We used a piecewise linear mixed model to describe the overall trend in WOMAC pain over time. We used an unstructured covariance matrix to account for repeated measurements over time within person and included a random effect for study site. We included a knot at year 1 to model the change in WOMAC pain from baseline to year 1 and from year 1 to year 9 separately to capture regression to the mean. We chose a knot at year 1 based on visual inspection of WOMAC pain over time (Figure A1). We examined residuals to confirm the appropriateness of a linear model for WOMAC pain. We used repeated measures Poisson regression to compute the overall incidence rate (IR) of pain worsening per 100 person-years with 95% confidence intervals (CIs). We censored participants at the time of drop-out, lost-to-follow-up, TKR, or end of study (year 9). In the analyses of any pain worsening, a participant was eligible to experience the outcome of interest at any visit after baseline; person-time ranged from 2 (inclusion criterion for this analysis) to 9 (final OAI visit) years. In the analyses of sustained pain worsening, participants were not eligible to begin a new episode of sustained pain worsening while already in an episode. Participants could also not begin a new episode of sustained pain worsening in the final year of follow-up, as at least two years of follow-up are necessary to determine whether an increase in pain is sustained for more than one year. Person-time therefore excluded years in which a participant was in an episode of sustained pain worsening and participants’ final year of follow-up. We evaluated the association between baseline KL and pain group in separate unadjusted Poisson regression models and in models including both factors. We calculated the number of episodes of sustained pain worsening that were maintained to the end of follow-up. To estimate the length of episodes we subset on episodes that began with at least 3 years of follow-up remaining.

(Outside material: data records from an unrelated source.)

use async_trait::async_trait;
use uuid::Uuid;

use super::manager::DatabaseError;
use super::models::{
    NewNote, Note, NoteChanges, NoteWithNotebook, Notebook, NotebookDetail, NotebookWithNotes,
};

/// Notebook and note persistence, scoped to the owning user.
///
/// Rows that exist but belong to another user are reported as
/// [`DatabaseError::NotFound`], exactly like rows that do not exist.
/// Notebooks are listed by creation time (oldest first), notes by last
/// update (newest first). Every write bumps `updated_at` on the written row.
#[async_trait]
pub trait NoteStore: Send + Sync {
    /// Cheap connectivity check for `/health`
    async fn ping(&self) -> Result<(), DatabaseError>;

    async fn get_notebooks(&self, user_id: Uuid) -> Result<Vec<NotebookWithNotes>, DatabaseError>;

    async fn get_notebook_by_id(
        &self,
        user_id: Uuid,
        notebook_id: Uuid,
    ) -> Result<NotebookDetail, DatabaseError>;

    async fn create_notebook(&self, user_id: Uuid, name: &str) -> Result<Notebook, DatabaseError>;

    async fn update_notebook(
        &self,
        user_id: Uuid,
        notebook_id: Uuid,
        name: &str,
    ) -> Result<Notebook, DatabaseError>;

    /// Removes the notebook and every note in it
    async fn delete_notebook(&self, user_id: Uuid, notebook_id: Uuid) -> Result<(), DatabaseError>;

    async fn create_note(&self, user_id: Uuid, note: NewNote) -> Result<Note, DatabaseError>;

    async fn get_notes_by_notebook(
        &self,
        user_id: Uuid,
        notebook_id: Uuid,
    ) -> Result<Vec<Note>, DatabaseError>;

    async fn get_note_by_id(&self, user_id: Uuid, note_id: Uuid) -> Result<NoteWithNotebook, DatabaseError>;

    /// Applies only the fields set in `changes`; content is stored in object form
    async fn update_note(
        &self,
        user_id: Uuid,
        note_id: Uuid,
        changes: NoteChanges,
    ) -> Result<Note, DatabaseError>;

    async fn delete_note(&self, user_id: Uuid, note_id: Uuid) -> Result<(), DatabaseError>;
}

We imputed missing WOMAC pain data using multiple imputation (MI) based on the multivariate normal distribution.¹⁹ We imputed data under the missing at random assumption, assuming that missing pain data were associated with observed pain data. 20 The imputation model included all observed pain data. We did not impute missing data after a subject dropped out of the study, was lost to follow-up, or underwent TKR. Approximately 4% of observations were imputed. The number of imputed observations is provided in Appendix Table 2. We generated 10 imputed datasets so that the number of imputations was greater than the percent of missing data.²¹ We used the MIANALYZE procedure in SAS 9.4 to combine the results across the imputations using Rubin’s rules.^{20, 22} All analyses of worsening (any worsening, sustained worsening) were conducted on the imputed dataset.

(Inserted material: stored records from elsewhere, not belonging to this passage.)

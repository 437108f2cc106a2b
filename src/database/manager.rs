use std::time::Duration;

use sqlx::{migrate::Migrator, postgres::PgPoolOptions, PgPool};
use thiserror::Error;
use tracing::info;

use crate::config::DatabaseConfig;

pub static MIGRATOR: Migrator = sqlx::migrate!("./migrations");

/// Errors from the persistence layer
#[derive(Debug, Error)]
pub enum DatabaseError {
    #[error("Missing configuration: {0}")]
    ConfigMissing(&'static str),

    #[error("Invalid database URL")]
    InvalidDatabaseUrl,

    #[error("Not found: {0}")]
    NotFound(String),

    #[error("Migration error: {0}")]
    MigrationError(#[from] sqlx::migrate::MigrateError),

    #[error(transparent)]
    Sqlx(#[from] sqlx::Error),
}

impl DatabaseError {
    pub fn notebook_not_found() -> Self {
        DatabaseError::NotFound("Notebook not found".to_string())
    }

    pub fn note_not_found() -> Self {
        DatabaseError::NotFound("Note not found".to_string())
    }
}

/// Connection pool setup and schema management for PostgreSQL
pub struct DatabaseManager;

impl DatabaseManager {
    /// Open a pool using the configured URL and limits
    pub async fn connect(config: &DatabaseConfig) -> Result<PgPool, DatabaseError> {
        let raw = config
            .url
            .as_deref()
            .ok_or(DatabaseError::ConfigMissing("DATABASE_URL"))?;
        let connection_string = Self::validate_url(raw)?;

        let pool = PgPoolOptions::new()
            .max_connections(config.max_connections)
            .acquire_timeout(Duration::from_secs(config.connection_timeout))
            .connect(&connection_string)
            .await?;

        info!(
            max_connections = config.max_connections,
            "Created database pool"
        );
        Ok(pool)
    }

    /// Apply embedded migrations that have not run yet
    pub async fn run_migrations(pool: &PgPool) -> Result<(), DatabaseError> {
        MIGRATOR.run(pool).await?;
        info!("Database migrations applied");
        Ok(())
    }

    /// Pings the pool to ensure connectivity
    pub async fn health_check(pool: &PgPool) -> Result<(), DatabaseError> {
        sqlx::query("SELECT 1").execute(pool).await?;
        Ok(())
    }

    fn validate_url(raw: &str) -> Result<String, DatabaseError> {
        let url = url::Url::parse(raw.trim()).map_err(|_| DatabaseError::InvalidDatabaseUrl)?;
        match url.scheme() {
            "postgres" | "postgresql" => {}
            _ => return Err(DatabaseError::InvalidDatabaseUrl),
        }
        if url.path().trim_start_matches('/').is_empty() {
            return Err(DatabaseError::InvalidDatabaseUrl);
        }
        Ok(url.into())
    }
}

#[cfg(test)]
mod tests {
    use super::*;

    #[test]
    fn accepts_postgres_urls_with_database() {
        assert!(DatabaseManager::validate_url("postgres://user:pw@localhost:5432/notes").is_ok());
        assert!(DatabaseManager::validate_url(" postgresql://localhost/notes ").is_ok());
    }

    #[test]
    fn rejects_other_schemes_and_missing_database() {
        for raw in ["mysql://localhost/notes", "postgres://localhost", "postgres://localhost/", "not a url"] {
            assert!(
                matches!(DatabaseManager::validate_url(raw), Err(DatabaseError::InvalidDatabaseUrl)),
                "{} should be rejected",
                raw
            );
        }
    }

    #[test]
    fn connect_requires_url() {
        let config = crate::config::AppConfig::development().database;
        let result = tokio::runtime::Builder::new_current_thread()
            .build()
            .unwrap()
            .block_on(DatabaseManager::connect(&config));
        assert!(matches!(result, Err(DatabaseError::ConfigMissing("DATABASE_URL"))));
    }
}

All analyses were conducted using SAS 9.4 (SAS Institute, Cary NC).

Results:

Cohort characteristics

There were 1171 OAI participants with radiographic, symptomatic OA at baseline; 1094 (93%) of these had follow-up WOMAC pain data through at least year 3. One participant was ineligible to meet our definition of worsening due to high WOMAC pain (≥91 at the first three of four visits) and was excluded. The analytic sample included 1093 participants. Participants excluded from the analysis were on average older, more likely to have KL 4, and had higher baseline WOMAC pain compared to participants included in the analysis (Supplemental Table A1). Approximately half of the excluded participants underwent TKR prior to the two-year visit. The mean age of those included in the analysis was 61.5 (SD 9.1), 57% female, 71% White (Table 1). Forty-nine percent were KL 2, 37% KL 3, and 14% KL 4. Mean baseline WOMAC pain was 30 (SD 20). Participants were followed for a median of 9.0 years and mean of 7.5 years.

Table 1.

Baseline Characteristics for the Analytic Sample. Presented in cells: mean (SD) for continuous variables, n (%) for categorical variables.

Cohort Characteristics
Age	61.5 (9.1)
Gender
Male	476 (43.5%)
Female	617 (56.5%)
BMI	30.2 (4.9)
Number of Comorbidities
0	760 (70.6%)
1	189 (17.6%)
2+	127 (11.8%)
Racial background
Asian	7 (0.6%)
Black or African American	290 (26.5%)
White or Caucasian	773 (70.7%)
Other	23 (2.1%)
Center for Epidemiologic Studies Depression Scale (CES-D) Score KLG	7.8 (7.9)
2	536 (49.0%)
3	401 (36.7%)
4	156 (14.3%)
WOMAC Pain	30.1 (19.6)
Prior knee injury
No	599 (55.1%)
Yes	489 (44.9%)
Prior knee surgery
No	748 (68.5%)
Yes	344 (31.5%)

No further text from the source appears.